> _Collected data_
Start of Block

//! Integration tests for session resolution against replayed AWS responses
//!
//! Every HTTP exchange goes through a `StaticReplayClient`, so no network or
//! real credentials are needed.
//!
//! Run with: cargo test --test session_integration

use aws_config::{BehaviorVersion, Region, SdkConfig};
use aws_credential_types::provider::SharedCredentialsProvider;
use aws_credential_types::Credentials;
use aws_session::session::handlers::{UserAgentHandler, APP_NAME};
use aws_session::session::{CredentialResolver, CredentialSource, StaticConfigLoader};
use aws_smithy_runtime::client::http::test_util::{ReplayEvent, StaticReplayClient};
use aws_smithy_runtime_api::client::orchestrator::{HttpRequest, HttpResponse};
use aws_smithy_runtime_api::http::StatusCode;
use aws_smithy_types::body::SdkBody;

const DEFAULT_ACCESS_KEY: &str = "AKIDDEFAULTEXAMPLE";
const ROLE_ARN: &str = "arn:aws:iam::123456789012:role/deployer";

const GET_CALLER_IDENTITY_RESPONSE: &str = r#"<GetCallerIdentityResponse xmlns="https://sts.amazonaws.com/doc/2011-06-15/">
  <GetCallerIdentityResult>
    <Arn>arn:aws:iam::123456789012:user/alice</Arn>
    <UserId>AIDACKCEVSQ6C2EXAMPLE</UserId>
    <Account>123456789012</Account>
  </GetCallerIdentityResult>
  <ResponseMetadata>
    <RequestId>01234567-89ab-cdef-0123-456789abcdef</RequestId>
  </ResponseMetadata>
</GetCallerIdentityResponse>
"#;

const ASSUME_ROLE_RESPONSE: &str = r#"<AssumeRoleResponse xmlns="https://sts.amazonaws.com/doc/2011-06-15/">
  <AssumeRoleResult>
    <AssumedRoleUser>
      <AssumedRoleId>AROAR42TAWARILN3MNKUT:aws-session-test</AssumedRoleId>
      <Arn>arn:aws:sts::123456789012:assumed-role/deployer/aws-session-test</Arn>
    </AssumedRoleUser>
    <Credentials>
      <AccessKeyId>ASIAASSUMEDEXAMPLE</AccessKeyId>
      <SecretAccessKey>assumedsecret</SecretAccessKey>
      <SessionToken>assumedtoken</SessionToken>
      <Expiration>2099-01-01T00:00:00Z</Expiration>
    </Credentials>
  </AssumeRoleResult>
  <ResponseMetadata>
    <RequestId>d9d47248-fd55-4686-ad7c-0fb7cd1cddd7</RequestId>
  </ResponseMetadata>
</AssumeRoleResponse>
"#;

const LIST_BUCKETS_RESPONSE: &str = r#"<ListAllMyBucketsResult xmlns="http://s3.amazonaws.com/doc/2006-03-01/">
  <Owner><ID>owner</ID><DisplayName>owner</DisplayName></Owner>
  <Buckets></Buckets>
</ListAllMyBucketsResult>
"#;

/// Replay client answering each request with the given bodies in order
fn replay(bodies: &[&'static str]) -> StaticReplayClient {
    StaticReplayClient::new(
        bodies
            .iter()
            .map(|body| {
                ReplayEvent::new(
                    HttpRequest::new(SdkBody::empty()),
                    HttpResponse::new(
                        StatusCode::try_from(200).expect("valid status"),
                        SdkBody::from(*body),
                    ),
                )
            })
            .collect(),
    )
}

/// Resolver serving a fixed config with static default credentials
fn resolver_with(http_client: StaticReplayClient) -> CredentialResolver<StaticConfigLoader> {
    let base = SdkConfig::builder()
        .behavior_version(BehaviorVersion::latest())
        .region(Region::new("us-east-1"))
        .credentials_provider(SharedCredentialsProvider::new(Credentials::new(
            DEFAULT_ACCESS_KEY,
            "defaultsecret",
            None,
            None,
            "test",
        )))
        .http_client(http_client)
        .build();
    CredentialResolver::with_loader(StaticConfigLoader::new(base))
}

fn user_agent_tokens(request: &HttpRequest) -> usize {
    let user_agent = request
        .headers()
        .get("user-agent")
        .expect("request has a user-agent header");
    let token = UserAgentHandler::new().token().to_string();
    user_agent.split(' ').filter(|part| *part == token).count()
}

/// Requests sent through a session's STS client carry the tool token exactly once
#[tokio::test]
async fn test_sts_requests_carry_user_agent_once() {
    let http_client = replay(&[GET_CALLER_IDENTITY_RESPONSE]);
    let resolver = resolver_with(http_client.clone());

    let session = resolver
        .default_with_region("us-west-2")
        .await
        .expect("Failed to build session");

    let identity = session
        .sts_client()
        .get_caller_identity()
        .send()
        .await
        .expect("Failed to get caller identity");
    assert_eq!(identity.account(), Some("123456789012"));

    let requests: Vec<_> = http_client.actual_requests().collect();
    assert_eq!(requests.len(), 1);
    assert_eq!(user_agent_tokens(requests[0]), 1);
    assert!(requests[0].uri().contains("us-west-2"), "{}", requests[0].uri());
}

/// The S3 client built from a session gets the same handler chain
#[tokio::test]
async fn test_s3_requests_carry_user_agent_once() {
    let http_client = replay(&[LIST_BUCKETS_RESPONSE]);
    let resolver = resolver_with(http_client.clone());

    let session = resolver
        .from_profile("dev")
        .await
        .expect("Failed to build session");

    // Only the outgoing request matters here
    let _ = session.s3_client().list_buckets().send().await;

    let request = http_client
        .actual_requests()
        .next()
        .expect("S3 request was sent");
    assert_eq!(user_agent_tokens(request), 1);
    assert!(request
        .headers()
        .get("user-agent")
        .unwrap_or_default()
        .contains(APP_NAME));
}

/// Role sessions resolve credentials through STS AssumeRole, distinct from the default session's
#[tokio::test]
async fn test_from_role_derives_distinct_credentials() {
    let http_client = replay(&[ASSUME_ROLE_RESPONSE]);
    let resolver = resolver_with(http_client.clone());

    let default_session = resolver
        .default_session()
        .await
        .expect("Failed to build default session");
    let role_session = resolver
        .from_role(ROLE_ARN, "eu-central-1")
        .await
        .expect("Failed to build role session");

    assert_eq!(
        role_session.region().map(|r| r.as_ref()),
        Some("eu-central-1")
    );
    assert_eq!(
        role_session.credential_source(),
        &CredentialSource::AssumedRole {
            role_arn: ROLE_ARN.to_string()
        }
    );

    // Construction alone must not contact STS
    assert_eq!(http_client.actual_requests().count(), 0);

    let default_creds = default_session
        .credentials()
        .await
        .expect("Failed to resolve default credentials");
    let role_creds = role_session
        .credentials()
        .await
        .expect("Failed to resolve role credentials");

    assert_eq!(default_creds.access_key_id(), DEFAULT_ACCESS_KEY);
    assert_eq!(role_creds.access_key_id(), "ASIAASSUMEDEXAMPLE");
    assert_eq!(role_creds.session_token(), Some("assumedtoken"));
    assert_ne!(default_creds.access_key_id(), role_creds.access_key_id());

    let requests: Vec<_> = http_client.actual_requests().collect();
    assert_eq!(requests.len(), 1);
    let body = std::str::from_utf8(requests[0].body().bytes().expect("buffered body"))
        .expect("utf-8 body");
    assert!(body.contains("Action=AssumeRole"), "{}", body);
    assert!(body.contains("deployer"), "{}", body);
}

/// The STS exchange behind a role session identifies the tool as well
#[tokio::test]
async fn test_assume_role_request_carries_user_agent_once() {
    let http_client = replay(&[ASSUME_ROLE_RESPONSE]);
    let resolver = resolver_with(http_client.clone());

    let role_session = resolver
        .from_role(ROLE_ARN, "us-west-2")
        .await
        .expect("Failed to build role session");
    role_session
        .credentials()
        .await
        .expect("Failed to resolve role credentials");

    let request = http_client
        .actual_requests()
        .next()
        .expect("AssumeRole request was sent");
    assert_eq!(user_agent_tokens(request), 1);
}

/// Clients built directly from the session config are tagged without the handler chain
#[tokio::test]
async fn test_clients_from_session_config_carry_user_agent_once() {
    let http_client = replay(&[GET_CALLER_IDENTITY_RESPONSE]);
    let resolver = resolver_with(http_client.clone());

    let session = resolver
        .default_session()
        .await
        .expect("Failed to build session");

    aws_sdk_sts::Client::new(session.config())
        .get_caller_identity()
        .send()
        .await
        .expect("Failed to get caller identity");

    let request = http_client
        .actual_requests()
        .next()
        .expect("GetCallerIdentity request was sent");
    assert_eq!(user_agent_tokens(request), 1);
}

End of Block

> _Problem statement_
Nothing but an exact copy of the lines from the start of the entries through the line containing "use aws_credential_types::provider::SharedCredentialsProvider;" belongs in the response.

> _Task response_
//! Integration tests for session resolution against replayed AWS responses
//!
//! Every HTTP exchange goes through a `StaticReplayClient`, so no network or
//! real credentials are needed.
//!
//! Run with: cargo test --test session_integration

use aws_config::{BehaviorVersion, Region, SdkConfig};
use aws_credential_types::provider::SharedCredentialsProvider;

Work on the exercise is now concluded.